The International Federation of Red Cross and Red Crescent Societies (IFRC), which is world’s largest humanitarian network, said building trust, equity and local action networks were vital to get ready for the next crisis as all countries remain dangerously unprepared for future outbreaks. It concluded that governments were no more ready now than in 2019.
It said countries needed to be prepared for “multiple hazards, not just one”. It noted societies only became truly resilient through planning for different types of disaster, as they can occur simultaneously.
The IFRC also pointed the rise in climate-related disasters and frequent waves of disease outbreaks during this century. Covid-19 was just one. It said extreme weather events were also growing more frequent and intense. Where our ability to merely respond to them is limited”.
The IFRC issued two reports making recommendations on mitigating future tragedies on the scale of Covid-19, on the third anniversary of the World Health Organisation declaring the virus an international public health emergency.
“The Covid-19 pandemic should be a wake-up call for the global community to prepare now for the next health crisis,” said IFRC secretary general Jagan Chapagain.

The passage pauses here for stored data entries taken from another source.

//! Relaxed-balance AVL tree with optimistic, version-validated reads.
//!
//! Readers traverse without locks and validate a per-node version word
//! after every child-link dereference; a version change means a shrink
//! (rotation or unlink) intersected the read and the step is retried.
//! Writers take per-node locks root-to-leaf, never holding more than the
//! parent, the node and the affected children of one rotation at a time.
//! Unlinked nodes are stamped with a distinguished version and retired to
//! the hazard manager, which recycles them once no thread can observe
//! them.
//!
//! # Safety
//! Raw node pointers are dereferenced throughout. The memory behind every
//! pointer reachable from the tree stays allocated until the tree drops:
//! retired nodes are recycled through the hazard manager's free lists,
//! never handed back to the allocator mid-run. All shared node fields are
//! atomics, so a stale optimistic reader observes a consistent (possibly
//! recycled) node and is turned back by the version protocol.

#![allow(unsafe_code)]
#![deny(unsafe_op_in_unsafe_fn)]

use crate::core::reclaim::HazardManager;
use crate::core::sets::{ConcurrentSet, KeyHash};
use crate::core::thread::ThreadContext;
use parking_lot::Mutex;
use std::cmp::Ordering as KeyOrdering;
use std::marker::PhantomData;
use std::ptr;
use std::sync::atomic::{AtomicBool, AtomicI32, AtomicPtr, AtomicU64, Ordering};

const SPIN_COUNT: usize = 100;

/// Version word layout: bit 0 = shrink in progress, bit 1 = unlinked,
/// upper bits count completed shrinks.
const UNLINKED_VERSION: u64 = 2;

fn begin_change(version: u64) -> u64 {
    version | 1
}

fn end_change(version: u64) -> u64 {
    (version | 3) + 1
}

fn is_shrinking(version: u64) -> bool {
    version & 1 != 0
}

fn is_unlinked(version: u64) -> bool {
    version & 2 != 0
}

fn is_shrinking_or_unlinked(version: u64) -> bool {
    version & 3 != 0
}

#[derive(Debug, Clone, Copy, PartialEq, Eq)]
enum Dir {
    Left,
    Right,
}

#[derive(Debug, Clone, Copy, PartialEq, Eq)]
enum Outcome {
    Found,
    NotFound,
    Retry,
}

#[derive(Debug, Clone, Copy, PartialEq, Eq)]
enum UpdateMode {
    IfAbsent,
    IfPresent,
}

impl UpdateMode {
    fn should_update(self, prev: bool) -> bool {
        match self {
            UpdateMode::IfAbsent => !prev,
            UpdateMode::IfPresent => prev,
        }
    }

    /// Result reported when the update went through.
    fn applied(self) -> Outcome {
        match self {
            UpdateMode::IfAbsent => Outcome::NotFound,
            UpdateMode::IfPresent => Outcome::Found,
        }
    }

    /// Result reported when the set already had the desired shape.
    fn unchanged(self) -> Outcome {
        match self {
            UpdateMode::IfAbsent => Outcome::Found,
            UpdateMode::IfPresent => Outcome::NotFound,
        }
    }
}

/// What a node needs from the rebalancing walk.
#[derive(Debug, Clone, Copy, PartialEq, Eq)]
enum Condition {
    UnlinkRequired,
    RebalanceRequired,
    NewHeight(i32),
    Nothing,
}

pub struct Node {
    key: AtomicI32,
    height: AtomicI32,
    version: AtomicU64,
    present: AtomicBool,
    parent: AtomicPtr<Node>,
    left: AtomicPtr<Node>,
    right: AtomicPtr<Node>,
    lock: Mutex<()>,
}

impl Default for Node {
    fn default() -> Self {
        Self {
            key: AtomicI32::new(0),
            height: AtomicI32::new(0),
            version: AtomicU64::new(0),
            present: AtomicBool::new(false),
            parent: AtomicPtr::new(ptr::null_mut()),
            left: AtomicPtr::new(ptr::null_mut()),
            right: AtomicPtr::new(ptr::null_mut()),
            lock: Mutex::new(()),
        }
    }
}

impl Node {
    fn child(&self, dir: Dir) -> *mut Node {
        match dir {
            Dir::Left => self.left.load(Ordering::Acquire),
            Dir::Right => self.right.load(Ordering::Acquire),
        }
    }

    // Only valid with the node's lock held.
    fn set_child(&self, dir: Dir, child: *mut Node) {
        match dir {
            Dir::Left => self.left.store(child, Ordering::Release),
            Dir::Right => self.right.store(child, Ordering::Release),
        }
    }
}

fn height(node: *mut Node) -> i32 {
    if node.is_null() {
        0
    } else {
        // SAFETY: tree nodes stay allocated for the tree's lifetime.
        unsafe { (*node).height.load(Ordering::Relaxed) }
    }
}

fn node_condition(node: &Node) -> Condition {
    let left = node.left.load(Ordering::Acquire);
    let right = node.right.load(Ordering::Acquire);

    if (left.is_null() || right.is_null()) && !node.present.load(Ordering::Acquire) {
        return Condition::UnlinkRequired;
    }

    let h_node = node.height.load(Ordering::Relaxed);
    let h_left = height(left);
    let h_right = height(right);
    let h_repl = 1 + h_left.max(h_right);

    if (h_left - h_right).abs() > 1 {
        return Condition::RebalanceRequired;
    }

    if h_node != h_repl {
        Condition::NewHeight(h_repl)
    } else {
        Condition::Nothing
    }
}

// Only valid with the node's lock held.
fn fix_height_locked(node: &Node) -> *mut Node {
    match node_condition(node) {
        Condition::RebalanceRequired | Condition::UnlinkRequired => {
            node as *const Node as *mut Node
        }
        Condition::Nothing => ptr::null_mut(),
        Condition::NewHeight(h) => {
            node.height.store(h, Ordering::Relaxed);
            node.parent.load(Ordering::Acquire)
        }
    }
}

/// Concurrent ordered set backed by the optimistic AVL tree.
///
/// `threads` fixes the number of worker identities the internal hazard
/// manager is dimensioned for.
pub struct AvlTree<T> {
    root_holder: *mut Node,
    hazard: HazardManager<Node>,
    _marker: PhantomData<fn(T) -> T>,
}

// SAFETY: all shared node state is atomic or lock-protected, and the
// hazard manager enforces the reclamation protocol; `T` is never stored.
unsafe impl<T> Send for AvlTree<T> {}
unsafe impl<T> Sync for AvlTree<T> {}

const HAZARDS_PER_THREAD: usize = 6;
const PREFILL: usize = 50;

“The next pandemic could be just around the corner; if the experience of Covid-19 won’t quicken our steps toward preparedness, what will?” The report said major hazards harm those who are already vulnerable the most, and leaving the poorest exposed was “self-defeating”, as a disease can return in a more dangerous form.
if Public trust’s fragile, public health becomes political
The IFRC said if people trusted safety messages, they would be willing to comply with public health measures and accept vaccination. But the organisation said crisis responders “cannot wait until the next time to build trust”, urging consistent cultivation over time.

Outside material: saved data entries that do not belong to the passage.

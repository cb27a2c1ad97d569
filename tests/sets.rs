//! Scenario and multi-threaded tests, run against all four set
//! implementations through the `ConcurrentSet` trait.

use conset::{
    AvlTree, CbTree, ConcurrentSet, MultiwaySearchTree, NonBlockingBst, ThreadRegistry,
};
use rand::prelude::*;
use std::sync::Barrier;
use std::thread;

const SINGLE_N: usize = 10_000;
const RANDOM_N: usize = 100_000;
/// Sequential insertion builds a spine in the unbalanced external BST,
/// so that structure gets a shorter sequential run.
const SINGLE_N_UNBALANCED: usize = 100;
const MT_THREADS: usize = 4;
const MT_PER_THREAD: i32 = 2_000;
const CHURN_ITERATIONS: usize = 2_000;

fn single_ctx(registry: &ThreadRegistry) -> conset::ThreadContext {
    registry
        .register()
        .unwrap_or_else(|e| panic!("registry misconfigured: {e}"))
}

fn empty_set_behaviour<S: ConcurrentSet<i32>>(set: S) {
    let registry = ThreadRegistry::new(1);
    let ctx = single_ctx(&registry);

    assert!(!set.contains(&ctx, 7));
    assert!(!set.remove(&ctx, 7));

    let mut rng = StdRng::seed_from_u64(1);
    for _ in 0..1_000 {
        let key = rng.gen_range(0..i32::MAX - 1);
        assert!(!set.contains(&ctx, key));
        assert!(!set.remove(&ctx, key));
    }
}

fn singleton_lifecycle<S: ConcurrentSet<i32>>(set: S) {
    let registry = ThreadRegistry::new(1);
    let ctx = single_ctx(&registry);

    assert!(set.add(&ctx, 42));
    assert!(!set.add(&ctx, 42));
    assert!(set.contains(&ctx, 42));
    assert!(set.remove(&ctx, 42));
    assert!(!set.contains(&ctx, 42));
    assert!(!set.remove(&ctx, 42));
}

fn sequential_fill_drain<S: ConcurrentSet<i32>>(set: S, count: usize) {
    let registry = ThreadRegistry::new(1);
    let ctx = single_ctx(&registry);
    let count = count as i32;

    for key in 0..count {
        assert!(!set.contains(&ctx, key));
        assert!(set.add(&ctx, key), "add {key}");
        assert!(set.contains(&ctx, key));
    }
    for key in 0..count {
        assert!(set.contains(&ctx, key));
        assert!(set.remove(&ctx, key), "remove {key}");
        assert!(!set.contains(&ctx, key));
    }
    for key in 0..count {
        assert!(!set.contains(&ctx, key));
    }
}

fn random_insert_then_shuffled_removal<S: ConcurrentSet<i32>>(set: S, count: usize) {
    let registry = ThreadRegistry::new(1);
    let ctx = single_ctx(&registry);
    let mut rng = StdRng::seed_from_u64(99);

    let mut inserted = Vec::new();
    for _ in 0..count {
        let key = rng.gen_range(0..i32::MAX - 1);
        if set.contains(&ctx, key) {
            assert!(!set.add(&ctx, key));
        } else {
            assert!(set.add(&ctx, key));
            assert!(set.contains(&ctx, key));
            inserted.push(key);
        }
    }

    // Removing absent keys must not disturb anything.
    for _ in 0..count {
        let key = rng.gen_range(0..i32::MAX - 1);
        if !set.contains(&ctx, key) {
            assert!(!set.remove(&ctx, key));
        }
    }

    inserted.shuffle(&mut rng);
    for &key in &inserted {
        assert!(set.contains(&ctx, key));
        assert!(set.remove(&ctx, key), "remove {key}");
    }
    for &key in &inserted {
        assert!(!set.contains(&ctx, key));
    }
}

fn disjoint_ranges_concurrently<S: ConcurrentSet<i32>>(set: S, per_thread: i32) {
    let registry = ThreadRegistry::new(MT_THREADS);
    let barrier = Barrier::new(MT_THREADS);

    thread::scope(|scope| {
        for tid in 0..MT_THREADS as i32 {
            let set = &set;
            let registry = &registry;
            let barrier = &barrier;
            scope.spawn(move || {
                let Ok(ctx) = registry.register() else {
                    panic!("registry exhausted");
                };
                let lo = tid * per_thread;
                let hi = (tid + 1) * per_thread;

                for key in lo..hi {
                    assert!(!set.contains(&ctx, key));
                    assert!(set.add(&ctx, key), "add {key}");
                    assert!(set.contains(&ctx, key));
                }
                for key in lo..hi {
                    assert!(set.contains(&ctx, key));
                    assert!(set.remove(&ctx, key), "remove {key}");
                    assert!(!set.contains(&ctx, key));
                }

                barrier.wait();

                // Every thread checks the whole keyspace once all have
                // drained their ranges.
                for key in 0..MT_THREADS as i32 * per_thread {
                    assert!(!set.contains(&ctx, key), "leftover {key}");
                }
            });
        }
    });
}

fn fixed_points_survive_churn<S: ConcurrentSet<i32>>(set: S) {
    let registry = ThreadRegistry::new(MT_THREADS);
    let barrier = Barrier::new(MT_THREADS);

    thread::scope(|scope| {
        for tid in 0..MT_THREADS as i32 {
            let set = &set;
            let registry = &registry;
            let barrier = &barrier;
            scope.spawn(move || {
                let Ok(ctx) = registry.register() else {
                    panic!("registry exhausted");
                };

                let fixed = 10_000_000 + tid;
                assert!(set.add(&ctx, fixed));
                barrier.wait();

                let mut rng = StdRng::seed_from_u64(1000 + tid as u64);
                let lo = tid * 100_000;
                let hi = lo + 100_000;
                let mut mine = Vec::new();

                for _ in 0..CHURN_ITERATIONS {
                    let key = rng.gen_range(lo..hi);
                    if rng.gen_range(0..100) < 33 {
                        set.remove(&ctx, key);
                    } else if set.add(&ctx, key) {
                        mine.push(key);
                    }
                    assert!(set.contains(&ctx, fixed), "fixed key {fixed} vanished");
                }

                for key in mine {
                    set.remove(&ctx, key);
                }
                assert!(set.contains(&ctx, fixed));
                assert!(set.remove(&ctx, fixed));
            });
        }
    });
}

fn alternating_writer_with_reader<S: ConcurrentSet<i32>>(set: S) {
    let registry = ThreadRegistry::new(2);

    thread::scope(|scope| {
        let writer = {
            let set = &set;
            let registry = &registry;
            scope.spawn(move || {
                let Ok(ctx) = registry.register() else {
                    panic!("registry exhausted");
                };
                for _ in 0..20_000 {
                    set.add(&ctx, 5);
                    set.remove(&ctx, 5);
                }
            })
        };

        let reader = {
            let set = &set;
            let registry = &registry;
            scope.spawn(move || {
                let Ok(ctx) = registry.register() else {
                    panic!("registry exhausted");
                };
                let mut seen_present = false;
                let mut seen_absent = false;
                for _ in 0..20_000 {
                    if set.contains(&ctx, 5) {
                        seen_present = true;
                    } else {
                        seen_absent = true;
                    }
                }
                // The writer's final remove makes absence permanent, so
                // this loop terminates.
                while !seen_absent {
                    seen_absent = !set.contains(&ctx, 5);
                }
                (seen_present, seen_absent)
            })
        };

        writer.join().unwrap_or_else(|_| panic!("writer panicked"));
        let (_, seen_absent) = reader.join().unwrap_or_else(|_| panic!("reader panicked"));
        // Every sample is a legal linearization on its own; what must
        // hold is that the reader saw the key absent at least once (the
        // writer's final state is absent).
        assert!(seen_absent);
    });

    // The writer's last operation was a remove.
    let verify_registry = ThreadRegistry::new(1);
    let ctx = single_ctx(&verify_registry);
    assert!(!set.contains(&ctx, 5));
}

macro_rules! set_suite {
    ($name:ident, $ctor:expr, $sequential_n:expr) => {
        mod $name {
            use super::*;

            #[test]
            fn empty_set() {
                empty_set_behaviour(($ctor)(1));
            }

            #[test]
            fn singleton() {
                singleton_lifecycle(($ctor)(1));
            }

            #[test]
            fn sequential() {
                sequential_fill_drain(($ctor)(1), $sequential_n);
            }

            #[test]
            fn random_churn() {
                random_insert_then_shuffled_removal(($ctor)(1), RANDOM_N);
            }

            #[test]
            fn disjoint_ranges() {
                disjoint_ranges_concurrently(($ctor)(MT_THREADS), MT_PER_THREAD);
            }

            #[test]
            fn fixed_points() {
                fixed_points_survive_churn(($ctor)(MT_THREADS));
            }

            #[test]
            fn alternation() {
                alternating_writer_with_reader(($ctor)(2));
            }
        }
    };
}

set_suite!(avltree, |threads| AvlTree::<i32>::new(threads), SINGLE_N);
set_suite!(cbtree, |threads| CbTree::<i32>::new(threads), SINGLE_N);
set_suite!(
    nbbst,
    |threads| NonBlockingBst::<i32>::new(threads),
    SINGLE_N_UNBALANCED
);
set_suite!(
    lfmst,
    |threads| MultiwaySearchTree::<i32>::new(threads),
    SINGLE_N
);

The IFRC said if trust was fragile, public health became political and individualized — something which impaired the Covid response.
The coronavirus pandemic had thrived on and exacerbated inequalities. Poor sanitation, overcrowding, lack of access to health and social services, and malnutrition created conditions for diseases to thrive in.
“The world must address inequitable health and socio-economic vulnerabilities far in advance of the next crisis,” it recommended.
Affordable Pandemic Response Products
The organization urged local communities should be leveraged to perform life-saving work, as that is where pandemics begin and end. The IFRC called for the development of pandemic response products that are cheaper, and easier to store and administer.
By 2025, it said countries should increase domestic health finance by one percent of gross domestic product, and global health finance by at least $15 billion per year.
The IFRC said its network had reached more than 1.1 billion people over the past three years to help keep them safe during the Covid pandemic.